> Action item:
Copy every entry exactly.

> Data provided:

===

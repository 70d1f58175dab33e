mod config;
mod logging;

use anyhow::{Context, Result};
use clap::{Args, Parser, Subcommand};
use colored::Colorize;
use litellm_client::LitellmClient;
use litellm_provider::{Diagnostics, Provider, ResourceData, Severity};
use std::path::PathBuf;
use std::process::ExitCode;
use std::sync::Arc;

#[derive(Parser)]
#[command(name = "terraform-provider-litellm")]
#[command(about = "Manage LiteLLM proxy models, users, teams and team memberships")]
#[command(version)]
struct Cli {
    /// Provider configuration file (JSON)
    #[arg(long, env = "LITELLM_PROVIDER_CONFIG", default_value = config::DEFAULT_CONFIG_PATH)]
    config: String,

    /// Log filter, e.g. `debug` or `litellm_client=debug`
    #[arg(long, default_value = "warn")]
    log_level: String,

    /// Emit logs as JSON
    #[arg(long, default_value = "false")]
    log_json: bool,

    #[command(subcommand)]
    command: Commands,
}

#[derive(Args, Clone)]
struct StateArgs {
    /// Resource or data source type, e.g. litellm_model
    type_name: String,
    /// State file holding the resource attributes
    state: PathBuf,
    /// Write the resulting state here instead of back to the state file
    #[arg(long)]
    out: Option<PathBuf>,
}

#[derive(Subcommand)]
enum Commands {
    /// Print provider, resource and data source schemas
    Schema,
    /// Validate a state file against its resource schema
    Validate {
        type_name: String,
        state: PathBuf,
    },
    /// Create the remote object
    Create(StateArgs),
    /// Refresh the state from the proxy
    Read(StateArgs),
    /// Push the state to the proxy
    Update(StateArgs),
    /// Delete the remote object
    Delete(StateArgs),
    /// Import an existing object by id and print its state
    Import {
        type_name: String,
        id: String,
        #[arg(long)]
        out: Option<PathBuf>,
    },
    /// Read a data source
    Data(StateArgs),
}

#[derive(Clone, Copy)]
enum Operation {
    Create,
    Read,
    Update,
    Delete,
    Data,
}

#[tokio::main]
async fn main() -> Result<ExitCode> {
    let cli = Cli::parse();
    logging::init(&cli.log_level, cli.log_json)?;

    let provider = Provider::new();

    let diags = match cli.command {
        Commands::Schema => {
            println!("{}", serde_json::to_string_pretty(&provider.schema())?);
            Diagnostics::new()
        }
        Commands::Validate { type_name, state } => {
            let data = config::read_state(&state)?;
            let diags = provider.validate_resource(&type_name, &data);
            if !diags.has_errors() {
                eprintln!("{} {}", "✓".green(), format!("{type_name} is valid").bold());
            }
            diags
        }
        Commands::Create(args) => run(&provider, &cli.config, Operation::Create, args).await?,
        Commands::Read(args) => run(&provider, &cli.config, Operation::Read, args).await?,
        Commands::Update(args) => run(&provider, &cli.config, Operation::Update, args).await?,
        Commands::Delete(args) => run(&provider, &cli.config, Operation::Delete, args).await?,
        Commands::Data(args) => run(&provider, &cli.config, Operation::Data, args).await?,
        Commands::Import { type_name, id, out } => {
            let client = match configure(&provider, &cli.config).await? {
                Ok(client) => client,
                Err(diags) => return Ok(report(&diags)),
            };
            match provider.import(&client, &type_name, &id).await {
                Ok(data) => {
                    emit_state(&data, out.as_deref())?;
                    Diagnostics::new()
                }
                Err(diags) => diags,
            }
        }
    };

    Ok(report(&diags))
}

async fn configure(
    provider: &Provider,
    config_path: &str,
) -> Result<std::result::Result<Arc<LitellmClient>, Diagnostics>> {
    let config = config::load_provider_config(config_path)?;
    Ok(provider.configure(&config).await)
}

async fn run(
    provider: &Provider,
    config_path: &str,
    op: Operation,
    args: StateArgs,
) -> Result<Diagnostics> {
    let mut data = config::read_state(&args.state)?;
    let client = match configure(provider, config_path).await? {
        Ok(client) => client,
        Err(diags) => return Ok(diags),
    };

    let type_name = args.type_name.as_str();
    let diags = match op {
        Operation::Create => provider.create(&client, type_name, &mut data).await,
        Operation::Read => provider.read(&client, type_name, &mut data).await,
        Operation::Update => provider.update(&client, type_name, &mut data).await,
        Operation::Delete => provider.delete(&client, type_name, &mut data).await,
        Operation::Data => provider.read_data_source(&client, type_name, &mut data).await,
    };

    // Failed operations may still have changed state (a failed create leaves
    // no id), so the state is always written back.
    let target = args.out.unwrap_or(args.state);
    config::write_state(&target, &data)
        .with_context(|| format!("failed to persist state for {type_name}"))?;
    Ok(diags)
}

fn emit_state(data: &ResourceData, out: Option<&std::path::Path>) -> Result<()> {
    match out {
        Some(path) => config::write_state(path, data),
        None => {
            println!("{}", serde_json::to_string_pretty(data)?);
            Ok(())
        }
    }
}

/// Print diagnostics to stderr and pick the exit code.
fn report(diags: &Diagnostics) -> ExitCode {
    for diag in diags {
        let label = match diag.severity {
            Severity::Error => "error".red().bold(),
            Severity::Warning => "warning".yellow().bold(),
        };
        match &diag.attribute {
            Some(attribute) => eprintln!("{label}: {} ({})", diag.summary.bold(), attribute),
            None => eprintln!("{label}: {}", diag.summary.bold()),
        }
        if !diag.detail.is_empty() {
            eprintln!("  {}", diag.detail.dimmed());
        }
    }

    if diags.has_errors() {
        ExitCode::FAILURE
    } else {
        ExitCode::SUCCESS
    }
}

===

> Result for this exercise:
repository 70d1f58175dab33e
mod config;
mod logging;

use anyhow::{Context, Result};
use clap::{Args, Parser, Subcommand};
use colored::Colorize;
use litellm_client::LitellmClient;
use litellm_provider::{Diagnostics, Provider, ResourceData, Severity};
use std::path::PathBuf;
use std::process::ExitCode;
use std::sync::Arc;

#[derive(Parser)]
#[command(name = "terraform-provider-litellm")]
#[command(about = "Manage LiteLLM proxy models, users, teams and team memberships")]
#[command(version)]
struct Cli {
    /// Provider configuration file (JSON)
    #[arg(long, env = "LITELLM_PROVIDER_CONFIG", default_value = config::DEFAULT_CONFIG_PATH)]
    config: String,

    /// Log filter, e.g. `debug` or `litellm_client=debug`
    #[arg(long, default_value = "warn")]
    log_level: String,

    /// Emit logs as JSON
    #[arg(long, default_value = "false")]
    log_json: bool,

    #[command(subcommand)]
    command: Commands,
}

#[derive(Args, Clone)]
struct StateArgs {
    /// Resource or data source type, e.g. litellm_model
    type_name: String,
    /// State file holding the resource attributes
    state: PathBuf,
    /// Write the resulting state here instead of back to the state file
    #[arg(long)]
    out: Option<PathBuf>,
}

#[derive(Subcommand)]
enum Commands {
    /// Print provider, resource and data source schemas
    Schema,
    /// Validate a state file against its resource schema
    Validate {
        type_name: String,
        state: PathBuf,
    },
    /// Create the remote object
    Create(StateArgs),
    /// Refresh the state from the proxy
    Read(StateArgs),
    /// Push the state to the proxy
    Update(StateArgs),
    /// Delete the remote object
    Delete(StateArgs),
    /// Import an existing object by id and print its state
    Import {
        type_name: String,
        id: String,
        #[arg(long)]
        out: Option<PathBuf>,
    },
    /// Read a data source
    Data(StateArgs),
}

#[derive(Clone, Copy)]
enum Operation {
    Create,
    Read,
    Update,
    Delete,
    Data,
}

#[tokio::main]
async fn main() -> Result<ExitCode> {
    let cli = Cli::parse();
    logging::init(&cli.log_level, cli.log_json)?;

    let provider = Provider::new();

    let diags = match cli.command {
        Commands::Schema => {
            println!("{}", serde_json::to_string_pretty(&provider.schema())?);
            Diagnostics::new()
        }
        Commands::Validate { type_name, state } => {
            let data = config::read_state(&state)?;
            let diags = provider.validate_resource(&type_name, &data);
            if !diags.has_errors() {
                eprintln!("{} {}", "✓".green(), format!("{type_name} is valid").bold());
            }
            diags
        }
        Commands::Create(args) => run(&provider, &cli.config, Operation::Create, args).await?,
        Commands::Read(args) => run(&provider, &cli.config, Operation::Read, args).await?,
        Commands::Update(args) => run(&provider, &cli.config, Operation::Update, args).await?,
        Commands::Delete(args) => run(&provider, &cli.config, Operation::Delete, args).await?,
        Commands::Data(args) => run(&provider, &cli.config, Operation::Data, args).await?,
        Commands::Import { type_name, id, out } => {
            let client = match configure(&provider, &cli.config).await? {
                Ok(client) => client,
                Err(diags) => return Ok(report(&diags)),
            };
            match provider.import(&client, &type_name, &id).await {
                Ok(data) => {
                    emit_state(&data, out.as_deref())?;
                    Diagnostics::new()
                }
                Err(diags) => diags,
            }
        }
    };

    Ok(report(&diags))
}

async fn configure(
    provider: &Provider,
    config_path: &str,
) -> Result<std::result::Result<Arc<LitellmClient>, Diagnostics>> {
    let config = config::load_provider_config(config_path)?;
    Ok(provider.configure(&config).await)
}

async fn run(
    provider: &Provider,
    config_path: &str,
    op: Operation,
    args: StateArgs,
) -> Result<Diagnostics> {
    let mut data = config::read_state(&args.state)?;
    let client = match configure(provider, config_path).await? {
        Ok(client) => client,
        Err(diags) => return Ok(diags),
    };

    let type_name = args.type_name.as_str();
    let diags = match op {
        Operation::Create => provider.create(&client, type_name, &mut data).await,
        Operation::Read => provider.read(&client, type_name, &mut data).await,
        Operation::Update => provider.update(&client, type_name, &mut data).await,
        Operation::Delete => provider.delete(&client, type_name, &mut data).await,
        Operation::Data => provider.read_data_source(&client, type_name, &mut data).await,
    };

    // Failed operations may still have changed state (a failed create leaves
    // no id), so the state is always written back.
    let target = args.out.unwrap_or(args.state);
    config::write_state(&target, &data)
        .with_context(|| format!("failed to persist state for {type_name}"))?;
    Ok(diags)
}

fn emit_state(data: &ResourceData, out: Option<&std::path::Path>) -> Result<()> {
    match out {
        Some(path) => config::write_state(path, data),
        None => {
            println!("{}", serde_json::to_string_pretty(data)?);
            Ok(())
        }
    }
}

/// Print diagnostics to stderr and pick the exit code.
fn report(diags: &Diagnostics) -> ExitCode {
    for diag in diags {
        let label = match diag.severity {
            Severity::Error => "error".red().bold(),
            Severity::Warning => "warning".yellow().bold(),
        };
        match &diag.attribute {
            Some(attribute) => eprintln!("{label}: {} ({})", diag.summary.bold(), attribute),
            None => eprintln!("{label}: {}", diag.summary.bold()),
        }
        if !diag.detail.is_empty() {
            eprintln!("  {}", diag.detail.dimmed());
        }
    }

    if diags.has_errors() {
        ExitCode::FAILURE
    } else {
        ExitCode::SUCCESS
    }
}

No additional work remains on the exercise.